Stored items
=== Begin Enclosure ===
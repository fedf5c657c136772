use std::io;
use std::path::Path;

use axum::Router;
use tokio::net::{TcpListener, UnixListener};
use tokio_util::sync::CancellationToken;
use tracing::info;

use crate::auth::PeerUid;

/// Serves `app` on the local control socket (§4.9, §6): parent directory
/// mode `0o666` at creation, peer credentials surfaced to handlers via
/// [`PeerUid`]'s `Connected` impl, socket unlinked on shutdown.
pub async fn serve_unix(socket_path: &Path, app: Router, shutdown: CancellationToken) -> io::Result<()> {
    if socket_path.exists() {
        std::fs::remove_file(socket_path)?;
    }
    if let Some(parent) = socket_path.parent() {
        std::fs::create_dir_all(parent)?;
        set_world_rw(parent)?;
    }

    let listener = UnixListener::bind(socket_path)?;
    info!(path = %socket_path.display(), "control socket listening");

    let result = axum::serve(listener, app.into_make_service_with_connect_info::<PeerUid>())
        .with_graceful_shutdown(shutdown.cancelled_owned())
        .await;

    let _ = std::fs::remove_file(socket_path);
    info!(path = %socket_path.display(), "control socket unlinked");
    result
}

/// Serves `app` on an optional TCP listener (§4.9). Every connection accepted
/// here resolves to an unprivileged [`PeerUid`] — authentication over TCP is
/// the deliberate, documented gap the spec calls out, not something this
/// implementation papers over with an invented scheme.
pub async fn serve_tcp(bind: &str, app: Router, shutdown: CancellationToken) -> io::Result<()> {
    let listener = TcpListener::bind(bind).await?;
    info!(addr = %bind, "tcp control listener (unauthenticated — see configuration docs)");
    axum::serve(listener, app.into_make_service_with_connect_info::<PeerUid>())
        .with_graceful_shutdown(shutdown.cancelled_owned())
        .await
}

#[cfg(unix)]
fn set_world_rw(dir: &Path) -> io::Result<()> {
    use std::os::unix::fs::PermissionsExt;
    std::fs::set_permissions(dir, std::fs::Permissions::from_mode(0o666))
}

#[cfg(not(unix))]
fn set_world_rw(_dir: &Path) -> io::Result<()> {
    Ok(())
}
=== End Enclosure ===
=== Begin Enclosure ===
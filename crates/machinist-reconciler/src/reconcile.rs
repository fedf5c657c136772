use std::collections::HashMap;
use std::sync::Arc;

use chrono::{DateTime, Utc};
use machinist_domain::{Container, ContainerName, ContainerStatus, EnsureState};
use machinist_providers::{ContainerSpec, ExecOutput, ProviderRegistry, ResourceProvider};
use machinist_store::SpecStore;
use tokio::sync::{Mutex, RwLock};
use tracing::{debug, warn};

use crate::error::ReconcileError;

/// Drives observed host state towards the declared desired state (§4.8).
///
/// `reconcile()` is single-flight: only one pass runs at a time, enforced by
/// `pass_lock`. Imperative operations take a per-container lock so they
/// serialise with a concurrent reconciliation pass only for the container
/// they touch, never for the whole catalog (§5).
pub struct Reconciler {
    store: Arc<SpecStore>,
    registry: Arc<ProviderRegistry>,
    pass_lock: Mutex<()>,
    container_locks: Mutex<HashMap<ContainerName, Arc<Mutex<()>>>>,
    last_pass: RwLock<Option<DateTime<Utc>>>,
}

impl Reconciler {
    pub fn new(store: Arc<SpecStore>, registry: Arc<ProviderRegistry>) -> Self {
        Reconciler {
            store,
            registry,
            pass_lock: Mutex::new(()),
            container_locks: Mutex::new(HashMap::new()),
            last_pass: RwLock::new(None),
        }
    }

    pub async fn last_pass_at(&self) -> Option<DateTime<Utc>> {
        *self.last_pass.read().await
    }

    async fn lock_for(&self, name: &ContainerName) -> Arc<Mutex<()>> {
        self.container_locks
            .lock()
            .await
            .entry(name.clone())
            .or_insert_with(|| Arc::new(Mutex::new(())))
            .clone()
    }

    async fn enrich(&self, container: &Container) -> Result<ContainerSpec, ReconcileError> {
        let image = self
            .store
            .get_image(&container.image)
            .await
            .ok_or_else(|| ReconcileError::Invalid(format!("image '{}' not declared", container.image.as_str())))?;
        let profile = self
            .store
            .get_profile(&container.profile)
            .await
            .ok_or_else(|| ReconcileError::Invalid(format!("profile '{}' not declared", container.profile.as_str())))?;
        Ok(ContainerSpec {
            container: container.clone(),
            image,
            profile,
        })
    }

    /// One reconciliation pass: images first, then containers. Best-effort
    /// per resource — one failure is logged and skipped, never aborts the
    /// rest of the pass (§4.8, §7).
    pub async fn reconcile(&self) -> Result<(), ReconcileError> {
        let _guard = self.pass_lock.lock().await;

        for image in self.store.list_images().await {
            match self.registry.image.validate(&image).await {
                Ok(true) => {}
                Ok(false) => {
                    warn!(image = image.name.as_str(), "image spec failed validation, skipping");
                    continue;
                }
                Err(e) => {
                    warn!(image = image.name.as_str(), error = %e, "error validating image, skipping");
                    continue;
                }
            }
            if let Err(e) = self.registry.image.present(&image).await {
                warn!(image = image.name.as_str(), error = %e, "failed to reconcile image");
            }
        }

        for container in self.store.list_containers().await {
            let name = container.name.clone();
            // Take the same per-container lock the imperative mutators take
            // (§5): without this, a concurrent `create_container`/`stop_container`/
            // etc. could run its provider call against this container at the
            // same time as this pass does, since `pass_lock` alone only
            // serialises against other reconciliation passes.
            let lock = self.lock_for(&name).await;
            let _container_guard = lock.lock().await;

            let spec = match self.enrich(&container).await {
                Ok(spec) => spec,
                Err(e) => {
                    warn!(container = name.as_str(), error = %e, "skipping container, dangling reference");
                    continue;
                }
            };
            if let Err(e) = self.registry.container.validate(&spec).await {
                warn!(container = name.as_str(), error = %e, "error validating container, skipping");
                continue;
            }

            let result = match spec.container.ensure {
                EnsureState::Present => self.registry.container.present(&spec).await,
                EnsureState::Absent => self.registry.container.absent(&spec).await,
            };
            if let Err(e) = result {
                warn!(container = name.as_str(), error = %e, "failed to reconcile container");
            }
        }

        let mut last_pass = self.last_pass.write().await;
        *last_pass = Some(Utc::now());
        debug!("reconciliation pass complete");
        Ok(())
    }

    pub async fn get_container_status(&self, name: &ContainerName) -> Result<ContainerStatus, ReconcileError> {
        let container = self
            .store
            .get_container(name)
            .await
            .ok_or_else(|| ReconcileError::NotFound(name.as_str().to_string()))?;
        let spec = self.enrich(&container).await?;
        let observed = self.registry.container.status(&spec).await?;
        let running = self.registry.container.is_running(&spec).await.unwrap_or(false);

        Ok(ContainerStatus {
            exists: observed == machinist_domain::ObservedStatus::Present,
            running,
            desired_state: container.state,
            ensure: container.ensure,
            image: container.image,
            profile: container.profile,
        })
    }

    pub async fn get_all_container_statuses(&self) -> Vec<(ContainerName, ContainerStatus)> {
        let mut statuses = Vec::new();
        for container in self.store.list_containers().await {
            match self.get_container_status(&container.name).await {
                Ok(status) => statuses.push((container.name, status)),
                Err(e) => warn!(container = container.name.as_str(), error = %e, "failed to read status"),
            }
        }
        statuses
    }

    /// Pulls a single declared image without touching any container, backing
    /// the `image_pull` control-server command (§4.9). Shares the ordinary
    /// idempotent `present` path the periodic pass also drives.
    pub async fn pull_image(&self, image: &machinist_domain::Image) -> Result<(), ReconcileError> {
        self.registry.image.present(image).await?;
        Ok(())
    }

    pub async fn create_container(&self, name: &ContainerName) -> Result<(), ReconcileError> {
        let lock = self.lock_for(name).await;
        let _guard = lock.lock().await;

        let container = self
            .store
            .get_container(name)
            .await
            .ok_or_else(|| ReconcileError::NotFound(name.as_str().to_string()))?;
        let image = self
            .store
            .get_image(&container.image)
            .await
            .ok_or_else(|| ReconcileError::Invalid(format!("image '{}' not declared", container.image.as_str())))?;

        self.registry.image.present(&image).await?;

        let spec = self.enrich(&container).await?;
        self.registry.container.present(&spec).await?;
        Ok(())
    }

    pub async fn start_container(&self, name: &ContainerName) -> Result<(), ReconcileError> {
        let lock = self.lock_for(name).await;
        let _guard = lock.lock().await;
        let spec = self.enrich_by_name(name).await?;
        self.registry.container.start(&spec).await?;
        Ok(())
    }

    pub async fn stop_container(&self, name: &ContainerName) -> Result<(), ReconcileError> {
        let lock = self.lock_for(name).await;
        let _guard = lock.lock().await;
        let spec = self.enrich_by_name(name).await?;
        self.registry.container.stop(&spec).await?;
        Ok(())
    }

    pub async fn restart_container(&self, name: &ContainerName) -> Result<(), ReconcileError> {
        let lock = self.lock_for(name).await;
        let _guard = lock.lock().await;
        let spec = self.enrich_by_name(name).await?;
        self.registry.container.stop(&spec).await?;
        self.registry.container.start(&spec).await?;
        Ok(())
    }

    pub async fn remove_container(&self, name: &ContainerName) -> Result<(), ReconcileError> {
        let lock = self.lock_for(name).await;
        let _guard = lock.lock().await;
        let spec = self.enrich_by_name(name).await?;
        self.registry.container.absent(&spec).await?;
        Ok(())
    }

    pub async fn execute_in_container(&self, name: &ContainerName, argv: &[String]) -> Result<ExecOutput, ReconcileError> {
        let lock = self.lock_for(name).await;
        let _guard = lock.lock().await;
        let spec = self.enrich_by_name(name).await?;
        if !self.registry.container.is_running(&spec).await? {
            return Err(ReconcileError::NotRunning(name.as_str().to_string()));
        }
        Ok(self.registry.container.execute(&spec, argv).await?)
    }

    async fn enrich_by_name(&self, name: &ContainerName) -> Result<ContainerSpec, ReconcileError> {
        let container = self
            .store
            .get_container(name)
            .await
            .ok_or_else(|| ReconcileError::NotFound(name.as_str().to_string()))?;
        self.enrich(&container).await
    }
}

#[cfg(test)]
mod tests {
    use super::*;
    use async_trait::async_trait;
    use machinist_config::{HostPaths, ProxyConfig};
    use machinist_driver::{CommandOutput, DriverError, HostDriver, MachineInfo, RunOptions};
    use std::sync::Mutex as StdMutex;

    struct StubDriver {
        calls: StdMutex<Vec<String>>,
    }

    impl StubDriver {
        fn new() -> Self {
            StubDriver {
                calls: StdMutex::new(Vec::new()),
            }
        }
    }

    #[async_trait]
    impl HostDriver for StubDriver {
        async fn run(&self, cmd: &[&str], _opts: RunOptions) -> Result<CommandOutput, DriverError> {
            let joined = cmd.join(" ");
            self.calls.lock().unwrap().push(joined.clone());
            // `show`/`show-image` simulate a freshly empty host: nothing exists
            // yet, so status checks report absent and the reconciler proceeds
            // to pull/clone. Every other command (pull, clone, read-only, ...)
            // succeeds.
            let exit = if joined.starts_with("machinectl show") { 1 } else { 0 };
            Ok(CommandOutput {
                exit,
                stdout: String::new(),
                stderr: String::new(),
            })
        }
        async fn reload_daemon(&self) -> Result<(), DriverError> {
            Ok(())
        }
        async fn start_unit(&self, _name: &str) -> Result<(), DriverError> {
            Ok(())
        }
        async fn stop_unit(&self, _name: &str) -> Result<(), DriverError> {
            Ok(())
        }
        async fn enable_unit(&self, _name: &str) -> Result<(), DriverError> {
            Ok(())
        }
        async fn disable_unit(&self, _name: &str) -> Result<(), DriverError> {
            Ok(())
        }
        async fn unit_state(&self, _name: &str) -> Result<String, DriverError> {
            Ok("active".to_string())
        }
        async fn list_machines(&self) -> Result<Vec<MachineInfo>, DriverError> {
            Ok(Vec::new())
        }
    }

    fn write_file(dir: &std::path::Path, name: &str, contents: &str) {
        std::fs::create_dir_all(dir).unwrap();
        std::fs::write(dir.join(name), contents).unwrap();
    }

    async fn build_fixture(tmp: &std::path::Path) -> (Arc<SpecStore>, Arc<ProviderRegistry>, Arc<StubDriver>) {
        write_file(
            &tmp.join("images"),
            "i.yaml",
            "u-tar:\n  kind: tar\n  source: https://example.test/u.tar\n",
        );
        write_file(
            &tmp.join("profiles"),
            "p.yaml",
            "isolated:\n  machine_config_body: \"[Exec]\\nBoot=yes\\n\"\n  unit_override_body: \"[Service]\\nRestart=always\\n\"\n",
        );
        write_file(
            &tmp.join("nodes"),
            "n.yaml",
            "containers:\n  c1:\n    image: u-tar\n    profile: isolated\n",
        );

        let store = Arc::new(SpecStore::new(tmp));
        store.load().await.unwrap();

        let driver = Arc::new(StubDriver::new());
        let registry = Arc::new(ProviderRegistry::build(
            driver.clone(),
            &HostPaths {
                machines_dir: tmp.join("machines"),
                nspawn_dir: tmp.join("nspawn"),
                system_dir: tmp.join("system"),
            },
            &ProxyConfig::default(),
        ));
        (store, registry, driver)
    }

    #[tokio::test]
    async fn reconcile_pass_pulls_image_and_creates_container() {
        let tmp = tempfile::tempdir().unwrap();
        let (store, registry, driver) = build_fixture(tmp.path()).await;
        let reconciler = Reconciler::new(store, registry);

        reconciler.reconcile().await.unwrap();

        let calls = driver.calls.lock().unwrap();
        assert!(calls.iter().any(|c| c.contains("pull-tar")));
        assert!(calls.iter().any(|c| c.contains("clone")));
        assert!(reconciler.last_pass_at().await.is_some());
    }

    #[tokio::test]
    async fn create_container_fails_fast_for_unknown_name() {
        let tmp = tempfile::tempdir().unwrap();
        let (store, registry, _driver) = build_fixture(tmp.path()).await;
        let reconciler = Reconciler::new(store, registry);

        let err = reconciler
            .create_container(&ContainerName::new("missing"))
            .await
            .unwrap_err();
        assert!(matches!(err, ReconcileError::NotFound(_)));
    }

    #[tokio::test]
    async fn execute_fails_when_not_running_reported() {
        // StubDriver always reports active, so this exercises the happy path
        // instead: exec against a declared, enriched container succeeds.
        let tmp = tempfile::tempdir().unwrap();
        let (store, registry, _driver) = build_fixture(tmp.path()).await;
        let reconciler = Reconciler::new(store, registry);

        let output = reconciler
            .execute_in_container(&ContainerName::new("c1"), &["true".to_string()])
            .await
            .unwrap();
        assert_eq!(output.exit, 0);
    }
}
=== End Enclosure ===
PROBLEM STATEMENT → Please go through the data above and copy each line that has the word "active".

PROBLEM SOLUTION →
            Ok("active".to_string())
        // StubDriver always reports active, so this exercises the happy path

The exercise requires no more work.